Я оставил Макиса и пошел поговорить с Янг-Уитфордом, а заодно попросить его, чтобы он разрешил мне присутствовать на слушании дела Голувайзо. По пути я прошел мимо Гамехи и второй группы гехамо, прибывших еще раньше, чем мы. Я обменялся с ними несколькими словами и прикосновениями к плечам и бедрам. Особенно тепло ко мне отнеслась Гамеха. Ее старое, морщинистое лицо и сверкающие угольно-черные глаза глядели на меня без намека на смущение или робость. Она знала, что ее возраст и болтливость будут встречены с терпением и снисходительностью, выгодными для нее в данном случае.
Было рассмотрено несколько других дел, прежде чем судебный переводчик объявил о слушании нашего. Из ярко-зеленого света взлетной дорожки в комнату вошел Макис. Собранный, уверенный в себе, он остановился посредине комнаты лицом к Янг-Уитфорду, сидевшему за письменным столом, и, подняв руку ко лбу, щегольски отсалютовал ему. Янг-Уитфорд, откинувшись в кресле, стал слушать. Макис объяснил, что дело, предложенное к слушанию, малозначительное. Он вкратце рассказал, что произошло, преуменьшая значение событий и намекая, что дело следовало считать закрытым после того, как Гамеха заявила о своей обиде в роще Гехамо. Он хотел создать впечатление, что лишь упрямство Гамехи привело их в Хумелевеку, надеясь таким образом предотвратить критику в адрес его как администратора. Но ведь и в самом деле поступок Голувайзо был спровоцирован, и он нанес Гамехе меньший физический ущерб, чем многие мужья наносили своим женам. Ходатайство Макиса, чтобы дело не слушалось, а было передано назад местным жителям для решения согласно их обычаям, было поэтому вполне оправданным.

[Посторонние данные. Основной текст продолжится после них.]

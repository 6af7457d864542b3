//! Route configuration
//!
//! Everything under `/api` except `/api/health` runs behind `JwtAuthMiddleware`.
//! Within a scope, literal segments are registered before `{id}` captures.

use crate::handlers;
use crate::middleware::JwtAuthMiddleware;
use actix_web::{web, HttpResponse};

pub fn configure_routes(cfg: &mut web::ServiceConfig) {
    cfg.route("/metrics", web::get().to(metrics_handler)).service(
        web::scope("/api")
            .route("/health", web::get().to(handlers::health::health_check))
            .configure(routes::me::configure)
            .configure(routes::profile::configure)
            .configure(routes::post::configure)
            .configure(routes::comment::configure)
            .configure(routes::like::configure)
            .configure(routes::bookmark::configure)
            .configure(routes::follow::configure)
            .configure(routes::block::configure)
            .configure(routes::message::configure)
            .configure(routes::notification::configure)
            .configure(routes::dating::configure)
            .configure(routes::interaction::configure)
            .configure(routes::recommendation::configure),
    );
}

async fn metrics_handler() -> HttpResponse {
    HttpResponse::Ok()
        .content_type("text/plain; version=0.0.4")
        .body(crate::metrics::gather_metrics())
}

mod routes {
    use super::*;

    pub mod me {
        use super::*;
        pub fn configure(cfg: &mut web::ServiceConfig) {
            cfg.service(
                web::scope("/me")
                    .wrap(JwtAuthMiddleware)
                    .route("", web::get().to(handlers::profile::me)),
            );
        }
    }

    pub mod profile {
        use super::*;
        use crate::handlers::profile as h;
        pub fn configure(cfg: &mut web::ServiceConfig) {
            cfg.service(
                web::scope("/profile")
                    .wrap(JwtAuthMiddleware)
                    .route("/me", web::get().to(h::get_own_profile))
                    .route("/me", web::put().to(h::update_own_profile))
                    .route("/search", web::get().to(h::search_profiles))
                    .route("/{user_id}", web::get().to(h::get_profile))
                    .route("/{user_id}/location", web::put().to(h::update_location)),
            );
        }
    }

    pub mod post {
        use super::*;
        use crate::handlers::posts as h;
        pub fn configure(cfg: &mut web::ServiceConfig) {
            cfg.service(
                web::scope("/post")
                    .wrap(JwtAuthMiddleware)
                    .route("", web::post().to(h::create_post))
                    .route("/feed", web::get().to(h::get_feed))
                    .route("/search", web::get().to(h::search_posts))
                    .route("/user/{user_id}", web::get().to(h::get_user_posts))
                    .route("/{post_id}", web::get().to(h::get_post))
                    .route("/{post_id}", web::put().to(h::update_post))
                    .route("/{post_id}", web::delete().to(h::delete_post))
                    .route("/{post_id}/view", web::post().to(h::record_view))
                    .route("/{post_id}/share", web::post().to(h::record_share)),
            );
        }
    }

    pub mod comment {
        use super::*;
        use crate::handlers::comments as h;
        pub fn configure(cfg: &mut web::ServiceConfig) {
            cfg.service(
                web::scope("/comment")
                    .wrap(JwtAuthMiddleware)
                    .route("/post/{post_id}", web::post().to(h::create_comment))
                    .route("/post/{post_id}", web::get().to(h::get_post_comments))
                    .route("/user/{user_id}", web::get().to(h::get_user_comments))
                    .route("/{comment_id}", web::get().to(h::get_comment))
                    .route("/{comment_id}", web::put().to(h::update_comment))
                    .route("/{comment_id}", web::delete().to(h::delete_comment)),
            );
        }
    }

    pub mod like {
        use super::*;
        use crate::handlers::likes as h;
        pub fn configure(cfg: &mut web::ServiceConfig) {
            cfg.service(
                web::scope("/like")
                    .wrap(JwtAuthMiddleware)
                    .route("/post/{post_id}", web::post().to(h::like_post))
                    .route("/post/{post_id}", web::delete().to(h::unlike_post))
                    .route("/post/{post_id}/users", web::get().to(h::get_post_likers))
                    .route("/post/{post_id}/check", web::get().to(h::has_liked))
                    .route("/user/{user_id}/posts", web::get().to(h::get_user_liked_posts))
                    .route("/comment/{comment_id}", web::post().to(h::like_comment))
                    .route("/comment/{comment_id}", web::delete().to(h::unlike_comment)),
            );
        }
    }

    pub mod bookmark {
        use super::*;
        use crate::handlers::{bookmarks as h, collections as c};
        pub fn configure(cfg: &mut web::ServiceConfig) {
            cfg.service(
                web::scope("/bookmark")
                    .wrap(JwtAuthMiddleware)
                    .route("/post/{post_id}", web::post().to(h::bookmark_post))
                    .route("/post/{post_id}", web::delete().to(h::remove_bookmark))
                    .route("/post/{post_id}/check", web::get().to(h::is_bookmarked))
                    .route("/user/{user_id}/posts", web::get().to(h::get_bookmarked_posts))
                    .service(
                        web::scope("/collection")
                            .route("", web::post().to(c::create_collection))
                            .route("/user/{user_id}", web::get().to(c::get_user_collections))
                            .route("/{collection_id}", web::get().to(c::get_collection))
                            .route("/{collection_id}", web::put().to(c::update_collection))
                            .route("/{collection_id}", web::delete().to(c::delete_collection))
                            .route(
                                "/{collection_id}/bookmark/{bookmark_id}",
                                web::post().to(c::add_bookmark),
                            )
                            .route(
                                "/{collection_id}/bookmark/{bookmark_id}",
                                web::delete().to(c::remove_bookmark),
                            )
                            .route(
                                "/{collection_id}/bookmarks",
                                web::get().to(c::get_collection_bookmarks),
                            ),
                    ),
            );
        }
    }

    pub mod follow {
        use super::*;
        use crate::handlers::follows as h;
        pub fn configure(cfg: &mut web::ServiceConfig) {
            cfg.service(
                web::scope("/follow")
                    .wrap(JwtAuthMiddleware)
                    .route("/requests", web::get().to(h::get_pending_requests))
                    .route("/request/{requester_id}/accept", web::post().to(h::accept_follow_request))
                    .route("/request/{requester_id}/deny", web::post().to(h::deny_follow_request))
                    .route("/user/{user_id}", web::post().to(h::follow_user))
                    .route("/user/{user_id}", web::delete().to(h::unfollow_user))
                    .route("/user/{user_id}/followers", web::get().to(h::get_followers))
                    .route("/user/{user_id}/following", web::get().to(h::get_following))
                    .route("/user/{user_id}/mutual", web::get().to(h::get_mutual_followers)),
            );
        }
    }

    pub mod block {
        use super::*;
        use crate::handlers::blocks as h;
        pub fn configure(cfg: &mut web::ServiceConfig) {
            cfg.service(
                web::scope("/block")
                    .wrap(JwtAuthMiddleware)
                    .route("/user/{user_id}", web::post().to(h::block_user))
                    .route("/user/{user_id}", web::delete().to(h::unblock_user))
                    .route("/user/{user_id}/blocked", web::get().to(h::get_blocked_users))
                    .route("/check/{user_id}", web::get().to(h::is_blocked)),
            );
        }
    }

    pub mod message {
        use super::*;
        use crate::handlers::messages as h;
        pub fn configure(cfg: &mut web::ServiceConfig) {
            cfg.service(
                web::scope("/message")
                    .wrap(JwtAuthMiddleware)
                    .route("", web::post().to(h::send_message))
                    .route("/conversation/{user_id}", web::get().to(h::get_conversation))
                    .route("/{message_id}", web::delete().to(h::delete_message))
                    .route("/{message_id}/reaction", web::post().to(h::react_to_message)),
            );
        }
    }

    pub mod notification {
        use super::*;
        use crate::handlers::notifications as h;
        pub fn configure(cfg: &mut web::ServiceConfig) {
            cfg.service(
                web::scope("/notification")
                    .wrap(JwtAuthMiddleware)
                    .route("", web::get().to(h::list_notifications))
                    .route("/{notification_id}/read", web::put().to(h::mark_read)),
            );
        }
    }

    pub mod dating {
        use super::*;
        use crate::handlers::dating as h;
        pub fn configure(cfg: &mut web::ServiceConfig) {
            cfg.service(
                web::scope("/dating")
                    .wrap(JwtAuthMiddleware)
                    .route("/profile", web::post().to(h::create_dating_profile))
                    .route("/profile/{user_id}", web::get().to(h::get_dating_profile))
                    .route("/profile/{user_id}", web::put().to(h::update_dating_profile))
                    .route("/profile/{user_id}/view", web::post().to(h::record_profile_view))
                    .route("/matches", web::get().to(h::get_potential_matches))
                    .route("/matches/mutual", web::get().to(h::get_mutual_matches))
                    .route("/action/{target_id}", web::post().to(h::record_dating_action)),
            );
        }
    }

    pub mod interaction {
        use super::*;
        use crate::handlers::interactions as h;
        pub fn configure(cfg: &mut web::ServiceConfig) {
            cfg.service(
                web::scope("/interaction")
                    .wrap(JwtAuthMiddleware)
                    .route("/video/{post_id}", web::post().to(h::record_video_interaction))
                    .route("/profile/{user_id}", web::post().to(h::record_profile_view))
                    .route("/user/{user_id}", web::post().to(h::record_interaction))
                    .route("/similarity/{user_id}", web::get().to(h::calculate_user_similarity)),
            );
        }
    }

    pub mod recommendation {
        use super::*;
        use crate::handlers::recommendations as h;
        pub fn configure(cfg: &mut web::ServiceConfig) {
            cfg.service(
                web::scope("/recommendation")
                    .wrap(JwtAuthMiddleware)
                    .route("/users", web::get().to(h::user_suggestions))
                    .route("/creators", web::get().to(h::creator_suggestions)),
            );
        }
    }
}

Когда Макис кончил, Янг-Уитфорд вызвал тяжущихся. Гамеха, согбенная, дряхлая, болтливая, вошла первой. Она вытянула руку в жесте приветствия, и ее язык еле поспевал за потоком весьма выразительных ласкающих движений. Внезапно она напомнила мне Гихигуте — в ее глазах была такая же хитринка, такое же удовольствие от производимого ею впечатления, готовность с юмором обыгрывать свои старческие недуги, рассчитанный гротеск, умение добиваться невольных снисходительных улыбок, которые обеспечат нужное ей сочувствие. Перед Голувайзо был могучий противник. Гамеха хорошо понимала, что здесь у нее больше шансов добиться удовлетворения, чем в деревне, что в этой комнате она имеет два важных преимущества: пол и возраст, и с момента появления в суде стала обыгрывать их, как только могла.
Голувайзо, отделенный от старухи шириной комнаты, не сделал ни малейшей попытки нейтрализовать впечатление, производимое старухой, или вызвать к себе сочувствие, на которое мог рассчитывать. Он упорно настаивал на том, что поступил правильно, независимо от того, какие последствия мог иметь его поступок. Вероятно, он понимал, что поведение Гамехи было хорошо продуманной частью ее защиты, но не попытался что-нибудь противопоставить ему или выставить себя в более благоприятном свете. Глядя на него, я хорошо представлял себе, что думает Янг-Уитфорд. Прямая фигура Голувайзо, его жесткие, непреклонные черты не вызывали симпатии. Скорее казалось, что он ожидает и даже хочет встретить оппозицию, что только она может его удовлетворить. Но Голувайзо был значительно сложнее, чем могло показаться при первом знакомстве. Он не искал симпатии к себе и не был склонен добиваться ее во что бы то ни стало. Во всяком случае, он не хотел платить за нее какими-то специальными усилиями понравиться. Он просто не был способен на более тонкие, иногда скучные методы привлечения людей на свою сторону. В этом заключался главный его недостаток. В обществе, в котором жил Голувайзо, положение индивида зависело не только от его достижений в какой-то ценимой обществом области, но также и от его умения чувствовать желания других и удовлетворять их, ничем не поступаясь. Этого Голувайзо был лишен. Он смотрел на вещи лишь прямолинейно, осмысливая их в самых простых и недвусмысленных терминах. Ко всем промежуточным положениям, к бесконечному множеству оттенков компромисса он был слеп.